HOW TO COMPLETE THIS TASK
Using the records below, give the number of lines where the string "wrapper" shows up. Add nothing to it.

RECORDS FOR THIS TASK
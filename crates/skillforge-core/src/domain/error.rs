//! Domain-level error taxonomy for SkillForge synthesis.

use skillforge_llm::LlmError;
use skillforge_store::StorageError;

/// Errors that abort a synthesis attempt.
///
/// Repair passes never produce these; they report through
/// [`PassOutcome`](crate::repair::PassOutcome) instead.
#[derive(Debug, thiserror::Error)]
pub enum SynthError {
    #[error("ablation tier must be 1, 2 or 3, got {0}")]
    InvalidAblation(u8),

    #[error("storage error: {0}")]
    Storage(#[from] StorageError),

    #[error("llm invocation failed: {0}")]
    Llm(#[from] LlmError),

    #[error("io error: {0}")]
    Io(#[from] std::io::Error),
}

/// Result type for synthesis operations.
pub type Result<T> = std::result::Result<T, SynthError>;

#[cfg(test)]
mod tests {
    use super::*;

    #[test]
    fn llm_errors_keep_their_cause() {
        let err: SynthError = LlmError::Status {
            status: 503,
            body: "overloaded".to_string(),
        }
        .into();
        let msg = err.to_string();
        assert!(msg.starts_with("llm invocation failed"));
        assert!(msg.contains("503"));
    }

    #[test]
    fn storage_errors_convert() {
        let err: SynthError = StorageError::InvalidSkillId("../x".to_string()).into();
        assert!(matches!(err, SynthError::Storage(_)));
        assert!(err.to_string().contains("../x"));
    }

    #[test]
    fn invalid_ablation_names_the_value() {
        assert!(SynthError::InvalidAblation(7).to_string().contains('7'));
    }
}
==
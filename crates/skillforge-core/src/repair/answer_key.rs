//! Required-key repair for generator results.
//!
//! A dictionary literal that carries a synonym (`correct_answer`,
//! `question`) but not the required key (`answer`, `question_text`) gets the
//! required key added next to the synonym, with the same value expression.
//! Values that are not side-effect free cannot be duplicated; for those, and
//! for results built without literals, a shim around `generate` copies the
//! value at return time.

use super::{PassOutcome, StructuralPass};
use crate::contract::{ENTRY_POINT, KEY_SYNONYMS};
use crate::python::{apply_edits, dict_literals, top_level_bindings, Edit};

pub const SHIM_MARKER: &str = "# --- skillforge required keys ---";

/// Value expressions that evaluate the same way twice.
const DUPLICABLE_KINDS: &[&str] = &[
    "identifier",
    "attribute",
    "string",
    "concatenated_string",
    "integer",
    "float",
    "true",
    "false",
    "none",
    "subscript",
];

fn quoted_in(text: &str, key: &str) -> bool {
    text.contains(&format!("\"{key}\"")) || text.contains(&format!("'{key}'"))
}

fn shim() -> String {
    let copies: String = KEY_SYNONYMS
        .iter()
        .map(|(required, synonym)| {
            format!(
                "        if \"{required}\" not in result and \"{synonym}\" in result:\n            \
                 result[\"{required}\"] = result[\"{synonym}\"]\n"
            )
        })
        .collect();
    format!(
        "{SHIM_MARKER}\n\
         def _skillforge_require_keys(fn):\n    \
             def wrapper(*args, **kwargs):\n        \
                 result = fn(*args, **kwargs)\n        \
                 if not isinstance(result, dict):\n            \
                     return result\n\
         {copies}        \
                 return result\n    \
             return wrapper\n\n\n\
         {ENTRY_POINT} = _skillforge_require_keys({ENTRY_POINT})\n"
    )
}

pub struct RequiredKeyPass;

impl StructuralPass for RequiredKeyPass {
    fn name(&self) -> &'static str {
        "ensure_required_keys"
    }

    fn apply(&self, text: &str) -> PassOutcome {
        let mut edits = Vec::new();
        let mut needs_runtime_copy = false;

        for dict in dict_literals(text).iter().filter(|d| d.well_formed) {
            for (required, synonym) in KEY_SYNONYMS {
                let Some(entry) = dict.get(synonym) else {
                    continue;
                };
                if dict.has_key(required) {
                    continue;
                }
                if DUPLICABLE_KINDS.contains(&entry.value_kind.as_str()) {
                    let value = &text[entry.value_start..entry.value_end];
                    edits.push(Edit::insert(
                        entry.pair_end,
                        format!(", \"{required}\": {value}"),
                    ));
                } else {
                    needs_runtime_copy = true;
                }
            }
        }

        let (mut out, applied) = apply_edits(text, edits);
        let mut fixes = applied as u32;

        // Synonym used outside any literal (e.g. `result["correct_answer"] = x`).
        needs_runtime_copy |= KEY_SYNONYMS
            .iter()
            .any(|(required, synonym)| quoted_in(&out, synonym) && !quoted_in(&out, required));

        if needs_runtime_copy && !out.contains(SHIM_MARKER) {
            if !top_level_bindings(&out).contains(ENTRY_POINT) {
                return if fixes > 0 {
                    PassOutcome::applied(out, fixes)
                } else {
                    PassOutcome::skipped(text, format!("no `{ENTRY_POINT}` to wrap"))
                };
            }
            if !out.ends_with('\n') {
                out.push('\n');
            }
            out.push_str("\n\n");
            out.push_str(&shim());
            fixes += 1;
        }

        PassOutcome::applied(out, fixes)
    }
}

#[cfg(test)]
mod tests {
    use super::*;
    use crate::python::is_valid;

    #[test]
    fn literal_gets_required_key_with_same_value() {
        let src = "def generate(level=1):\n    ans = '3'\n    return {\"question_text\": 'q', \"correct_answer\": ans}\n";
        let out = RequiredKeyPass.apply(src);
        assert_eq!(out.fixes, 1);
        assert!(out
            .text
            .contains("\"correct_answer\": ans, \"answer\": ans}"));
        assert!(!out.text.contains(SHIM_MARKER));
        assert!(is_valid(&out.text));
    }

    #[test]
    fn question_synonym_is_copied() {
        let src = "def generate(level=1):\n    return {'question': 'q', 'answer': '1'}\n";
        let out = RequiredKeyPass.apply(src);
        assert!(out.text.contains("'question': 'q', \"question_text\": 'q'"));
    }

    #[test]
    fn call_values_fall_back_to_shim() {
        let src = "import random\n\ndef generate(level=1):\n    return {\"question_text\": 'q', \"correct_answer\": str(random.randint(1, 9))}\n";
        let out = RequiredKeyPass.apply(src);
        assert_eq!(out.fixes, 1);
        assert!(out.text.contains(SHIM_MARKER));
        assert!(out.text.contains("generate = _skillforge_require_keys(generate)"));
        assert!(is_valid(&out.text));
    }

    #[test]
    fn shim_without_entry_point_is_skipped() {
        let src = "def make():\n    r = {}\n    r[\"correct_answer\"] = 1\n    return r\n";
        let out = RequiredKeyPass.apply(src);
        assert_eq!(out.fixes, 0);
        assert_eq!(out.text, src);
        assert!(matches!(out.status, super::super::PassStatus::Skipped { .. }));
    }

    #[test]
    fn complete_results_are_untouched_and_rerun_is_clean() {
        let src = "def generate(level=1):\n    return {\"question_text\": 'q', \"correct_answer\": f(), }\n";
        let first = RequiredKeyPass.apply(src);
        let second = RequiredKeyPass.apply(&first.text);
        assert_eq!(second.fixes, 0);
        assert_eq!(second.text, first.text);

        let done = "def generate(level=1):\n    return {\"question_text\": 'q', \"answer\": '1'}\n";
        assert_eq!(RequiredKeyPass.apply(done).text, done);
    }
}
--
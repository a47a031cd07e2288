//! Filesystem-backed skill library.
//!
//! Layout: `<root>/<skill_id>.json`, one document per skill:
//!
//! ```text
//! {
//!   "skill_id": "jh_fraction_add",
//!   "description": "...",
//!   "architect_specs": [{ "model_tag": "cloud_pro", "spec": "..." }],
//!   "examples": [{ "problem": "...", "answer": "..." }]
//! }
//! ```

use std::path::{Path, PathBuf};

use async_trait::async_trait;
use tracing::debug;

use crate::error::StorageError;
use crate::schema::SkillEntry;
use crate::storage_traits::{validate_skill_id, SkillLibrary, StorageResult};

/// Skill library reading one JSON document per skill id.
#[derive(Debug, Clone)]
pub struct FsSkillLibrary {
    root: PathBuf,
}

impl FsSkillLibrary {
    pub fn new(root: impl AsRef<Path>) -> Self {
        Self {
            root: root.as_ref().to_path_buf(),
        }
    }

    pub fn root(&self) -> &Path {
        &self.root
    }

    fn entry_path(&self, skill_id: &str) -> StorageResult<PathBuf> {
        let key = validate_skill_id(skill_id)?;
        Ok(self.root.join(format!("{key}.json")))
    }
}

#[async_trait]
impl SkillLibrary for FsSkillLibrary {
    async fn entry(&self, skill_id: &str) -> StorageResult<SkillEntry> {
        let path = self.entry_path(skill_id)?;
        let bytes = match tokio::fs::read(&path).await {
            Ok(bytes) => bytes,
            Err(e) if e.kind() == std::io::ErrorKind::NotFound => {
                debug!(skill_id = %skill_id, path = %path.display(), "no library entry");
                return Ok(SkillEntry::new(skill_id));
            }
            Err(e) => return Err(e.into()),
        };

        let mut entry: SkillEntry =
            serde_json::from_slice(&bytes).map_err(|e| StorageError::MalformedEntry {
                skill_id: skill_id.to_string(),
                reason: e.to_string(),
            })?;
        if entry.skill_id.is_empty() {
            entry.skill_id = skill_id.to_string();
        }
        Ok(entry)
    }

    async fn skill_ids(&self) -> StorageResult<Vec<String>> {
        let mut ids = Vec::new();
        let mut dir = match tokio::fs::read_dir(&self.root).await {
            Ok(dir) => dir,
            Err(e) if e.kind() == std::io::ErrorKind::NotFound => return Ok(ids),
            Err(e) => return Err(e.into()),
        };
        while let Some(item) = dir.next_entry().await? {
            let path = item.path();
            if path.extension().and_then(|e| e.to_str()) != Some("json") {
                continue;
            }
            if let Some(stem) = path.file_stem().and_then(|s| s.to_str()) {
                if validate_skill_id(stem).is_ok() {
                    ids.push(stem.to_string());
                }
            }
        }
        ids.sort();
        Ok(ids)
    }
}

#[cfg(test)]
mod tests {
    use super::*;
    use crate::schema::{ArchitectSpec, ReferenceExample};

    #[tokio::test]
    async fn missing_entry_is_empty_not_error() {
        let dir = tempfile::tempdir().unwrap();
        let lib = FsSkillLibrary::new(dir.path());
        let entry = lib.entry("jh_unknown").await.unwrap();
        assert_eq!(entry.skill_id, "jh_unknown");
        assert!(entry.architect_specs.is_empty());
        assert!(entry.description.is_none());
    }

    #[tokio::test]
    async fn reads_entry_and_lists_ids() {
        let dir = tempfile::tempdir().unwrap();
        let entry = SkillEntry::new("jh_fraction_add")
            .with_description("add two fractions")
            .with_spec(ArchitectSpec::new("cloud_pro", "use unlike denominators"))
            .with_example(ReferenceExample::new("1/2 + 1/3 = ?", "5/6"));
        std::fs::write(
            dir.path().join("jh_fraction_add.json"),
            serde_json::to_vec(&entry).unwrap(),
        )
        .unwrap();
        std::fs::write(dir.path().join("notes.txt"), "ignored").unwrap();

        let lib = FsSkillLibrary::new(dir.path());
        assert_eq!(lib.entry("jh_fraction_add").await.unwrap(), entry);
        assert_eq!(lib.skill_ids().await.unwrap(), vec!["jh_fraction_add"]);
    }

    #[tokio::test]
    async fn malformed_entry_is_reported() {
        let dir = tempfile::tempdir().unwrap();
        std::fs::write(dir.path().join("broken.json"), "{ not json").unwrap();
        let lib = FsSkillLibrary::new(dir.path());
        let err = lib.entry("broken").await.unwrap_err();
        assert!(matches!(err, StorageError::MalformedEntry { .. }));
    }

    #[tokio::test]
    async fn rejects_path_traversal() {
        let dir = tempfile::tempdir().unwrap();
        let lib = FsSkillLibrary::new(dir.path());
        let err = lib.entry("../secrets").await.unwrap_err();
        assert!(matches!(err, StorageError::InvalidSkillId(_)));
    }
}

EXERCISE SOLUTION
2